Subtitled “Lessons from the Last Revolution,” the book relates the details of daily life inside the radical politics of the 1960s in the Central Valley and beyond.
“I was followed and informed on,” says Eis, with a wry smile. “My phone was tapped. I was shot at. I did some time in jail. My FBI file is as thick as a small city phone book. Even though I’ve seen it twice, the government claims it doesn’t exist.”
Eis’s particular weapon in the struggle was political theater with such groups as El Teatro Campesino, the San Francisco Mime Troupe and his own theater company.
Eis quipped that “the Feds probably have more pictures of me on stage than I had in my own press kit.”
Eis’s story sheds light on the changes that political involvement can bring to someone’s life. Many of his heaviest experiences were in Fresno.
Even before the 1960s, he found himself in the right place at the right time to be part of history. At age 13, he caused a “prayer in the schools” crisis in 1959 by simply refusing to read the New Testament in his seventh-grade homeroom.
The book already has important pre-publication notices. David Harris, organizer of the National Draft Resistance and a Fresno native himself, and Peter Coyote, activist, movie actor and narrator of Ken Burns’ documentaries—including the series on the Vietnam War—are both enthusiastic about the book, along with enough journalists and former activists to be a small demonstration on their own.
Will Durst, comedian and San Francisco Chronicle columnist, said, “Somehow Joel was in the right place at the right time. His book reads like a left-wing Forrest Gump, only it’s real!”
Through sheer chance encounters, Eis found himself with the Freedom Riders in the Deep South and on the front lines of the 1968 strike at San Francisco State (the longest, most violent student strike in American history).
He worked with the draft resistance center in Fresno and the grape strike with El Teatro Campesino in the Tower District. He organized and engaged in demonstrations at Fresno State and found himself on the wrong end of a National Guard bayonet at People’s Park in Berkeley.
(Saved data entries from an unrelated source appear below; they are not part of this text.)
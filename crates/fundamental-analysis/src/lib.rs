//! Growth, margin, efficiency and DuPont ratios plus Altman / Piotroski
//! quality scores from annual financial statements.

pub mod models;
mod quality;

mod tests;

pub use models::*;

use analysis_core::statements::line_items::{self, OPERATING_CASH_FLOW_ALIASES};
use analysis_core::{stats, AnalysisConfig, FinancialStatements, PriceSeries, TickerProfile};

const DAYS_PER_YEAR: f64 = 365.0;

pub struct FundamentalAnalyzer<'a> {
    profile: &'a TickerProfile,
    statements: &'a FinancialStatements,
    prices: Option<&'a PriceSeries>,
    config: &'a AnalysisConfig,
}

impl<'a> FundamentalAnalyzer<'a> {
    pub fn new(
        profile: &'a TickerProfile,
        statements: &'a FinancialStatements,
        prices: Option<&'a PriceSeries>,
        config: &'a AnalysisConfig,
    ) -> Self {
        Self {
            profile,
            statements,
            prices,
            config,
        }
    }

    fn income(&self, name: &str, period: usize) -> Option<f64> {
        self.statements.income_annual()?.value(name, period)
    }

    fn balance(&self, name: &str, period: usize) -> Option<f64> {
        self.statements.balance_annual()?.value(name, period)
    }

    fn operating_cash_flow(&self, period: usize) -> Option<f64> {
        self.statements
            .cash_flow_annual()?
            .first_value(OPERATING_CASH_FLOW_ALIASES, period)
    }

    /// Operating cash flow plus capital expenditure (reported as a negative number).
    pub fn free_cash_flow(&self, period: usize) -> Option<f64> {
        let capex = self
            .statements
            .cash_flow_annual()?
            .value(line_items::CAPITAL_EXPENDITURE, period)?;
        Some(self.operating_cash_flow(period)? + capex)
    }

    /// Profile market cap, else shares outstanding at the last close.
    pub fn market_cap(&self) -> Option<f64> {
        if let Some(market_cap) = self.profile.positive("marketCap") {
            return Some(market_cap);
        }
        let shares = self.shares_outstanding()?;
        let price = self.prices?.last_close()?;
        tracing::debug!("Market cap derived from {} shares at last close {}", shares, price);
        Some(shares * price)
    }

    fn shares_outstanding(&self) -> Option<f64> {
        self.profile
            .first_positive(&["sharesOutstanding", "impliedSharesOutstanding"])
    }

    /// 1-year growth and 3-/5-year CAGR for revenue, net income and FCF.
    pub fn calculate_growth_rates(&self) -> GrowthRates {
        GrowthRates {
            revenue: growth_metrics(|p| self.income(line_items::TOTAL_REVENUE, p)),
            earnings: growth_metrics(|p| self.income(line_items::NET_INCOME, p)),
            fcf: growth_metrics(|p| self.free_cash_flow(p)),
        }
    }

    /// FCF with yield, per-share and margin views. `None` without current FCF.
    pub fn calculate_fcf_metrics(&self) -> Option<FcfMetrics> {
        let fcf = self.free_cash_flow(0)?;

        Some(FcfMetrics {
            fcf,
            fcf_yield: self
                .market_cap()
                .and_then(|cap| stats::safe_divide(fcf, cap))
                .map(|y| y * 100.0),
            fcf_per_share: self
                .shares_outstanding()
                .and_then(|shares| stats::safe_divide(fcf, shares)),
            fcf_margin: self
                .income(line_items::TOTAL_REVENUE, 0)
                .and_then(|revenue| stats::safe_divide(fcf, revenue))
                .map(|m| m * 100.0),
        })
    }

    fn net_margin(&self, period: usize) -> Option<f64> {
        let revenue = self.income(line_items::TOTAL_REVENUE, period)?;
        let net_income = self.income(line_items::NET_INCOME, period)?;
        stats::safe_divide(net_income, revenue).map(|m| m * 100.0)
    }

    /// Current margins in percent, plus the three-year net margin trend.
    ///
    /// Falls back to the profile's reported margins when the income statement
    /// yields none.
    pub fn calculate_margins(&self) -> Margins {
        let mut margins = Margins::default();

        if let Some(revenue) = self.income(line_items::TOTAL_REVENUE, 0) {
            let margin = |name: &str| {
                self.income(name, 0)
                    .and_then(|value| stats::safe_divide(value, revenue))
                    .map(|m| m * 100.0)
            };
            margins.current = CurrentMargins {
                gross_margin: margin(line_items::GROSS_PROFIT),
                operating_margin: margin(line_items::OPERATING_INCOME),
                ebitda_margin: margin(line_items::EBITDA),
                net_margin: margin(line_items::NET_INCOME),
            };
        }

        let trend = &mut margins.trend;
        trend.current = self.net_margin(0);
        trend.one_year_ago = self.net_margin(1);
        trend.two_years_ago = self.net_margin(2);
        trend.direction = match (trend.current, trend.one_year_ago) {
            (Some(now), Some(before)) if now > before => Some(MarginDirection::Improving),
            (Some(now), Some(before)) if now < before => Some(MarginDirection::Declining),
            (Some(_), Some(_)) => Some(MarginDirection::Stable),
            _ => None,
        };

        if margins.current.is_empty() {
            let reported = |keys: &[&str]| {
                keys.iter()
                    .find_map(|k| self.profile.non_zero(k))
                    .map(|m| m * 100.0)
            };
            margins.current.net_margin = reported(&["profitMargins", "profitMargin"]);
            margins.current.operating_margin = reported(&["operatingMargins", "operatingMargin"]);
        }

        margins
    }

    /// Asset, inventory, receivables and payables turnover with days outstanding
    /// and the cash conversion cycle.
    pub fn calculate_efficiency_ratios(&self) -> EfficiencyRatios {
        let mut efficiency = EfficiencyRatios::default();
        let (Some(income), Some(balance)) =
            (self.statements.income_annual(), self.statements.balance_annual())
        else {
            return efficiency;
        };

        let revenue = income.value(line_items::TOTAL_REVENUE, 0);
        let cogs = income.value(line_items::COST_OF_REVENUE, 0);

        let turnover = |flow: Option<f64>, stock: Option<f64>| -> Option<f64> {
            stats::safe_divide(flow?, stock?)
        };
        let days = |turnover: Option<f64>| turnover.and_then(|t| stats::safe_divide(DAYS_PER_YEAR, t));

        efficiency.asset_turnover = turnover(revenue, balance.value(line_items::TOTAL_ASSETS, 0));

        efficiency.inventory_turnover = turnover(cogs, balance.average(line_items::INVENTORY, 0));
        efficiency.days_inventory_outstanding = days(efficiency.inventory_turnover);

        efficiency.receivables_turnover =
            turnover(revenue, balance.average(line_items::ACCOUNTS_RECEIVABLE, 0));
        efficiency.days_sales_outstanding = days(efficiency.receivables_turnover);

        efficiency.payables_turnover =
            turnover(cogs, balance.average(line_items::ACCOUNTS_PAYABLE, 0));
        efficiency.days_payable_outstanding = days(efficiency.payables_turnover);

        if let (Some(dio), Some(dso), Some(dpo)) = (
            efficiency.days_inventory_outstanding,
            efficiency.days_sales_outstanding,
            efficiency.days_payable_outstanding,
        ) {
            efficiency.cash_conversion_cycle = Some(dio + dso - dpo);
        }

        efficiency
    }

    /// Three-factor ROE decomposition compared against the reported ROE.
    pub fn calculate_dupont_analysis(&self) -> DupontAnalysis {
        let mut dupont = DupontAnalysis::default();
        if self.statements.income_annual().is_none() || self.statements.balance_annual().is_none() {
            return dupont;
        }

        let net_income = self.income(line_items::NET_INCOME, 0);
        let revenue = self.income(line_items::TOTAL_REVENUE, 0);
        let total_assets = self.balance(line_items::TOTAL_ASSETS, 0);
        let equity = self.balance(line_items::STOCKHOLDERS_EQUITY, 0);

        let ratio = |n: Option<f64>, d: Option<f64>| -> Option<f64> { stats::safe_divide(n?, d?) };
        let net_margin = ratio(net_income, revenue);
        let asset_turnover = ratio(revenue, total_assets);
        let equity_multiplier = ratio(total_assets, equity);

        dupont.net_margin = net_margin.map(|m| m * 100.0);
        dupont.asset_turnover = asset_turnover;
        dupont.equity_multiplier = equity_multiplier;
        if let (Some(m), Some(t), Some(e)) = (net_margin, asset_turnover, equity_multiplier) {
            dupont.roe_calculated = Some(m * t * e * 100.0);
        }
        dupont.roe_reported = ["returnOnEquity", "roe"]
            .iter()
            .find_map(|k| self.profile.non_zero(k))
            .map(|r| r * 100.0);

        dupont
    }

    pub fn calculate_all(&self) -> FundamentalReport {
        let text = |keys: &[&str]| {
            keys.iter()
                .find_map(|k| self.profile.text(k))
                .map(str::to_string)
        };

        FundamentalReport {
            ticker: text(&["symbol"]),
            company_name: text(&["longName", "shortName", "name"]),
            sector: text(&["sector"]),
            industry: text(&["industry"]),
            growth_rates: self.calculate_growth_rates(),
            fcf_metrics: self.calculate_fcf_metrics(),
            margins: self.calculate_margins(),
            efficiency: self.calculate_efficiency_ratios(),
            dupont: self.calculate_dupont_analysis(),
            quality_scores: QualityScores {
                altman_z: self.calculate_altman_z_score(),
                piotroski_f: self.calculate_piotroski_f_score(),
            },
        }
    }
}

fn growth_metrics(value: impl Fn(usize) -> Option<f64>) -> GrowthMetrics {
    let current = value(0);
    let versus = |period: usize, f: fn(f64, f64) -> Option<f64>| {
        current.zip(value(period)).and_then(|(now, then)| f(now, then))
    };

    GrowthMetrics {
        current,
        one_year: versus(1, stats::growth_rate),
        three_year_cagr: versus(3, |now, then| stats::cagr(now, then, 3.0)),
        five_year_cagr: versus(5, |now, then| stats::cagr(now, then, 5.0)),
    }
}

/// Fundamental report for one ticker. `prices` is only used to derive market
/// capitalization when the profile lacks it.
pub fn analyze_fundamentals(
    profile: &TickerProfile,
    statements: &FinancialStatements,
    prices: Option<&PriceSeries>,
    config: &AnalysisConfig,
) -> FundamentalReport {
    FundamentalAnalyzer::new(profile, statements, prices, config).calculate_all()
}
“The Governor had called in National Guard troops from outlying towns, including Fresno, to the People’s Park demos,” Eis said with a somber look. “The guy with his bayonet right at my throat was a kid I’d been friends with at John Muir Junior High, right here in Fresno.”
Eis related the book to the larger picture. “My story is really about all of us, about how we dealt with what the power brokers wanted us to be a part of and our revolution against it.”
Eis then related his tale to today. “This generation is facing a cultural conflict more profound, more pervasive and more determined than anything we encountered. The purpose of the memoir is to give some idea of how an ordinary person—from Fresno nonetheless—dealt with it all.”
His recounting is more than a “march and tell” saga. Eis recounts an important part of the full story that has never been discussed, “After the war, we had to return to ‘ordinary life.’ We went through personal disorientation, something like what our soldiers experienced returning to ordinary life.
“Some did not transition well. Extreme drug use and joining arcane cults became commonplace. However, many took the revolution ‘underground’ and sought to continue the struggle for a country with a heart, becoming teachers, nurses, doctors, lawyers, activists for environmental causes, journalists and artists.”
Standin’ in a Hard Rain should be out before Christmas in paperback, e-book and audio through Amazon and on the shelves at local bookstores. The book itself will be part of a current political struggle. It’s going to be an organizing tool.
Eis will share the podium at book launch readings with local organizing groups to raise awareness and support. There will be launch events and talks in Fresno and perhaps in other Central Valley towns where bookstores invite him to speak.
In addition, Eis has launched a GoFundMe campaign to support the cost of the project. If you’re interested in supporting the project, visit the GoFundMe site and search for “A Project to Publish an Important Memoir.” Thank you gifts are offered in exchange for different levels of support.
Eis expressed the importance of young organizers tapping the generation for advice. “With the current onslaught on truth by the right, we’re all going to be ‘standing in a hard rain’ again in a struggle for the very soul of this country. We are still all in this together.
“You can bet the opposition is listening to every old warhorse they’ve got about how to win. Young folks cannot afford to ignore the experience of those who’ve been in the battle before.”
Asked if the life of an activist was worth the price, Eis responded that “we all have to look at ourselves in the mirror every day and ask, ‘what are we doing with our energy?’ I had to be true to myself.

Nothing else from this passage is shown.